From the bottom of his heart: cardiologist discusses link between heart and mental health

Published 12:00 am Sunday, April 21, 2024

SALISBURY — Dr. Jonathan Fisher, the author of the book “Just One Heart: A Cardiologist’s Guide to Healing, Health and Happiness,” takes his teachings to heart. While Fisher was breaking into the medical field, he was dealing with his own internal struggles that eventually inspired him to write the book. 

“It started for personal research. I was very lonely, I was anxious, I was depressed, not only in college, but in medical school and I thought I was the only one,” Fisher said. “I built walls around my own heart.”

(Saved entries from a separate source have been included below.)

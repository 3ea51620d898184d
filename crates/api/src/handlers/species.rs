//! Handlers for the `/species` resource.
//!
//! Writes take a `family_id`; responses embed the family instead.

use axum::extract::{Path, State};
use axum::http::StatusCode;
use axum::Json;
use zoo_core::error::{CoreError, FieldError};
use zoo_core::types::DbId;
use zoo_db::models::species::{CreateSpecies, UpdateSpecies};
use zoo_db::repositories::{FamilyRepo, SpeciesRepo};
use zoo_db::DbPool;

use crate::error::{AppError, AppResult};
use crate::extract::ValidatedJson;
use crate::state::AppState;
use crate::views::species::SpeciesView;

fn not_found(id: DbId) -> AppError {
    AppError::Core(CoreError::NotFound {
        entity: "Species",
        id,
    })
}

fn unknown_family(family_id: DbId) -> AppError {
    AppError::Core(CoreError::InvalidField(
        FieldError::new(
            "family_id",
            format!("Invalid family id {family_id}: object does not exist"),
        )
        .with_invalid(vec![family_id.to_string()]),
    ))
}

/// Reject writes that point at a family that does not exist.
async fn ensure_family_exists(pool: &DbPool, family_id: DbId) -> AppResult<()> {
    if FamilyRepo::exists(pool, family_id).await? {
        Ok(())
    } else {
        Err(unknown_family(family_id))
    }
}

/// Map a foreign-key race (family deleted between check and write) back to
/// the same validation error the pre-check produces.
fn map_family_fk(err: sqlx::Error, family_id: Option<DbId>) -> AppError {
    match family_id {
        Some(family_id) if zoo_db::is_foreign_key_violation(&err) => unknown_family(family_id),
        _ => err.into(),
    }
}

/// Load the read form of a species just written.
async fn load_view(pool: &DbPool, id: DbId) -> AppResult<SpeciesView> {
    SpeciesRepo::find_with_family(pool, id)
        .await?
        .map(SpeciesView::from)
        .ok_or_else(|| not_found(id))
}

/// GET /api/v1/species
pub async fn list(State(state): State<AppState>) -> AppResult<Json<Vec<SpeciesView>>> {
    let species = SpeciesRepo::list(&state.pool).await?;
    Ok(Json(species.into_iter().map(SpeciesView::from).collect()))
}

/// POST /api/v1/species
pub async fn create(
    State(state): State<AppState>,
    ValidatedJson(input): ValidatedJson<CreateSpecies>,
) -> AppResult<(StatusCode, Json<SpeciesView>)> {
    ensure_family_exists(&state.pool, input.family_id).await?;
    let species = SpeciesRepo::create(&state.pool, &input)
        .await
        .map_err(|e| map_family_fk(e, Some(input.family_id)))?;
    tracing::info!(
        species_id = species.id,
        scientific_name = %species.scientific_name,
        "Species created"
    );
    let view = load_view(&state.pool, species.id).await?;
    Ok((StatusCode::CREATED, Json(view)))
}

/// GET /api/v1/species/{id}
pub async fn get_by_id(
    State(state): State<AppState>,
    Path(id): Path<DbId>,
) -> AppResult<Json<SpeciesView>> {
    Ok(Json(load_view(&state.pool, id).await?))
}

/// PUT /api/v1/species/{id}
pub async fn update(
    State(state): State<AppState>,
    Path(id): Path<DbId>,
    ValidatedJson(input): ValidatedJson<CreateSpecies>,
) -> AppResult<Json<SpeciesView>> {
    let input = UpdateSpecies {
        common_name: Some(input.common_name),
        scientific_name: Some(input.scientific_name),
        family_id: Some(input.family_id),
        endangered: input.endangered,
    };
    patch_inner(&state, id, &input).await
}

/// PATCH /api/v1/species/{id}
pub async fn patch(
    State(state): State<AppState>,
    Path(id): Path<DbId>,
    ValidatedJson(input): ValidatedJson<UpdateSpecies>,
) -> AppResult<Json<SpeciesView>> {
    patch_inner(&state, id, &input).await
}

async fn patch_inner(
    state: &AppState,
    id: DbId,
    input: &UpdateSpecies,
) -> AppResult<Json<SpeciesView>> {
    if SpeciesRepo::find_by_id(&state.pool, id).await?.is_none() {
        return Err(not_found(id));
    }
    if let Some(family_id) = input.family_id {
        ensure_family_exists(&state.pool, family_id).await?;
    }
    let species = SpeciesRepo::update(&state.pool, id, input)
        .await
        .map_err(|e| map_family_fk(e, input.family_id))?
        .ok_or_else(|| not_found(id))?;
    Ok(Json(load_view(&state.pool, species.id).await?))
}

/// DELETE /api/v1/species/{id}
pub async fn delete(State(state): State<AppState>, Path(id): Path<DbId>) -> AppResult<StatusCode> {
    if SpeciesRepo::delete(&state.pool, id).await? {
        tracing::info!(species_id = id, "Species deleted");
        Ok(StatusCode::NO_CONTENT)
    } else {
        Err(not_found(id))
    }
}
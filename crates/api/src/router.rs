//! Shared application router builder.
//!
//! [`build_app_router`] is used by both the binary (`main.rs`) and the
//! integration tests (`tests/common/mod.rs`) so they run the same middleware
//! stack.

use std::time::Duration;

use axum::http::header::{AUTHORIZATION, CONTENT_TYPE};
use axum::http::{HeaderName, Method, StatusCode};
use axum::Router;
use tower_http::catch_panic::CatchPanicLayer;
use tower_http::cors::CorsLayer;
use tower_http::request_id::{MakeRequestUuid, PropagateRequestIdLayer, SetRequestIdLayer};
use tower_http::timeout::TimeoutLayer;
use tower_http::trace::{DefaultMakeSpan, DefaultOnResponse, TraceLayer};
use tracing::Level;

use crate::config::ServerConfig;
use crate::routes;
use crate::state::AppState;

/// Build the full application [`Router`] with all middleware layers.
///
/// Layers, outermost first:
///
/// 1. CORS
/// 2. Set request ID on incoming requests
/// 3. Request/response tracing
/// 4. Propagate request ID to response
/// 5. Request timeout
/// 6. Panic recovery
pub fn build_app_router(state: AppState, config: &ServerConfig) -> Router {
    let cors = build_cors_layer(config);
    let request_id_header = HeaderName::from_static("x-request-id");

    Router::new()
        // Health check at root level (not under /api/v1).
        .merge(routes::health::router())
        .nest("/api/v1", routes::api_routes())
        .layer(CatchPanicLayer::new())
        .layer(TimeoutLayer::with_status_code(
            StatusCode::REQUEST_TIMEOUT,
            Duration::from_secs(config.request_timeout_secs),
        ))
        .layer(PropagateRequestIdLayer::new(request_id_header.clone()))
        .layer(
            TraceLayer::new_for_http()
                .make_span_with(DefaultMakeSpan::new().level(Level::INFO))
                .on_response(DefaultOnResponse::new().level(Level::INFO)),
        )
        .layer(SetRequestIdLayer::new(request_id_header, MakeRequestUuid))
        .layer(cors)
        .with_state(state)
}

/// Build the CORS middleware layer from server configuration.
///
/// Panics at startup if any configured origin is not a valid header value.
pub fn build_cors_layer(config: &ServerConfig) -> CorsLayer {
    let origins: Vec<_> = config
        .cors_origins
        .iter()
        .map(|o| {
            o.parse()
                .unwrap_or_else(|e| panic!("Invalid CORS origin '{o}': {e}"))
        })
        .collect();

    CorsLayer::new()
        .allow_origin(origins)
        .allow_methods([
            Method::GET,
            Method::POST,
            Method::PUT,
            Method::PATCH,
            Method::DELETE,
        ])
        .allow_headers([CONTENT_TYPE, AUTHORIZATION])
        .allow_credentials(true)
        .max_age(Duration::from_secs(3600))
}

Fisher was the keynote speaker at the Rowan Chamber of Commerce’s Power in Partnership breakfast at Trinity Oaks on April 18. The Harvard graduate and current cardiovascular disease provider at Novant Health Heart & Vascular Institute in Huntersville has also shared his findings with IBM, Bank of America, as well as universities and healthcare institutions.

Fisher dived deep into the history of cardiology by referring to the Greek physician Galen and the discoveries he made when performing autopsies on animals. Fisher traced his practices to Dr. Robert Nerem, an Ohio State University researcher, who found after feeding rabbits a high-fat diet in the 1970s, that a group of them had 60 percent less blockage in their hearts. This was due to a research assistant giving those rabbits special attention and care while still feeding them the same food as the others. 

When discussing what he wants readers to get out of his new book, Fisher preaches how the current trends of a person’s emotional and mental wellbeing has a direct correlation to their heart health. 

“We have to take a holistic view of our health, that the heart is very central in our humanity and our personal experience, and that if you want a shortcut to health, it begins with empathy, kindness and compassion,” Fisher said. “If you want to be healthy and live a long life so you can be there for all the people you lead and set an example for them, maybe it’s not enough to just focus on eating healthy and going to the gym. Maybe there’s more.”

Many of the dangers that Fisher calls “heart breakers” are anxiety, depression, burnout, loneliness and stress. Fisher referenced to the audience that the United States Surgeon General Vivek H. Murthy wrote a report stating the No. 1 crisis in the country is loneliness and the ramifications of chronic loneliness is the same as smoking 15 cigarettes per day.

However, Fisher disclosed his “heart wakers” as joy, laughter, compassion and love and that his “four dimensions of the human heart” are physical, social, emotional and spiritual. By conducting a big picture approach to cardiology, Fisher believes lives can be saved. 

“Maybe, just maybe, the solution that we’re facing right now, the problems of burnout and stress and business and our employees and among leaders who really are feeling more isolated and alone than ever because of financial, political process pressures. Maybe part of the solution is returning back to the heart,” Fisher said. “As long as humans have existed the heart, not the mind, the heart has been the center of our spirit, of our soul, our emotions.”